TotalEnergies sobre o sonho de Trump na Venezuela: ‘Caro e poluente’

O CEO da empresa francesa reiterou a hesitação em investir no país sul-americano.

TotalEnergies hesita em retornar à Venezuela, mesmo sob pressão do ex-presidente Trump.

TotalEnergies não demonstra pressa em retornar à Venezuela, mesmo diante das solicitações do ex-presidente dos EUA, Donald Trump, para que as grandes petroleiras invistam bilhões no país sul-americano. A empresa francesa se retirou completamente de suas operações de petróleo e gás na Venezuela em 2022, citando uma mudança em sua abordagem em relação ao óleo pesado do país.

A resistência de TotalEnergies ao retorno

O CEO da TotalEnergies, Patrick Pouyanné, afirmou que a situação continua “muito cara e poluente” para a empresa considerar um retorno à Venezuela, mesmo com as pressões da administração Trump para que as companhias de petróleo dos EUA voltem a investir no país. Em uma entrevista, Pouyanné reafirmou a decisão da empresa de deixar a Venezuela, destacando que as condições de operação não se alinham com a estratégia de sustentabilidade da TotalEnergies. Desde a saída da empresa, o governo dos EUA tem incentivado um investimento massivo de 100 bilhões de dólares para recuperar a indústria petrolífera venezuelana.

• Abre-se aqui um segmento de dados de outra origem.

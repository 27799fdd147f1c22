//! Domain error model.

use thiserror::Error;

/// Result type used across the domain layer.
pub type DomainResult<T> = Result<T, DomainError>;

/// Domain-level error.
///
/// Keep this focused on deterministic, business/domain failures (validation,
/// invariants). Infrastructure concerns belong elsewhere.
#[derive(Debug, Error, Clone, PartialEq, Eq)]
pub enum DomainError {
    /// A value failed validation (e.g. malformed input).
    #[error("validation failed: {0}")]
    Validation(String),

    /// A domain invariant was violated.
    #[error("invariant violated: {0}")]
    InvariantViolation(String),

    /// An identifier was invalid (e.g. parse failure).
    #[error("invalid identifier: {0}")]
    InvalidId(String),

    /// A requested resource was not found (domain-level).
    #[error("not found")]
    NotFound,
}

impl DomainError {
    pub fn validation(msg: impl Into<String>) -> Self {
        Self::Validation(msg.into())
    }

    pub fn invariant(msg: impl Into<String>) -> Self {
        Self::InvariantViolation(msg.into())
    }

    pub fn invalid_id(msg: impl Into<String>) -> Self {
        Self::InvalidId(msg.into())
    }

    pub fn not_found() -> Self {
        Self::NotFound
    }
}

O cenário atual da indústria petrolífera

Apesar da Venezuela ter as maiores reservas de petróleo do mundo, empresas como a Exxon Mobil, liderada por Darren Woods, expressam cautela em relação à reentrada no mercado. Durante uma reunião com Trump, Woods classificou o mercado venezuelano como “ininvestível” em seu estado atual. A relação entre a Exxon e Trump se deteriorou após as críticas do ex-presidente ao CEO, acusando a empresa de não agir decisivamente.

A TotalEnergies, que começou a operar na Venezuela nos anos 90, saiu devido a uma mudança estratégica em direção a crudes menos pesados e preocupações com segurança. Pouyanné já havia mencionado que a Venezuela não está entre as prioridades da empresa, além de destacar as limitações de infraestrutura no país.

Consequências da instabilidade política

Analistas, como Amar Singh da Barclays, indicam que, além das questões de infraestrutura, a incerteza política continua a ser um fator significativo para a hesitação em investimentos. A transição para um sistema democrático é vista como um processo longo e complicado, que impacta diretamente o potencial de crescimento da produção de petróleo. Mesmo em um cenário otimista, a expectativa é que a produção venezuelana aumente apenas em 200.000 a 300.000 barris por dia até o final do ano, um aumento modesto diante das necessidades do mercado.

Além disso, a TotalEnergies relatou uma leve queda em seu lucro no quarto trimestre e reduziu os programas de recompra de ações em um ambiente de preços de petróleo mais fracos. As ações da empresa, no entanto, subiram quase 2% durante as negociações da manhã, atingindo um novo pico em 52 semanas, refletindo a resiliência do mercado em face das dificuldades globais.

A situação na Venezuela e as suas implicações para o setor energético global seguem complicadas, com desafios que vão além do simples retorno das empresas ao mercado. A capacidade de recuperação da indústria depende não apenas de investimentos, mas também de mudanças políticas que possam trazer estabilidade e previsibilidade para os investidores.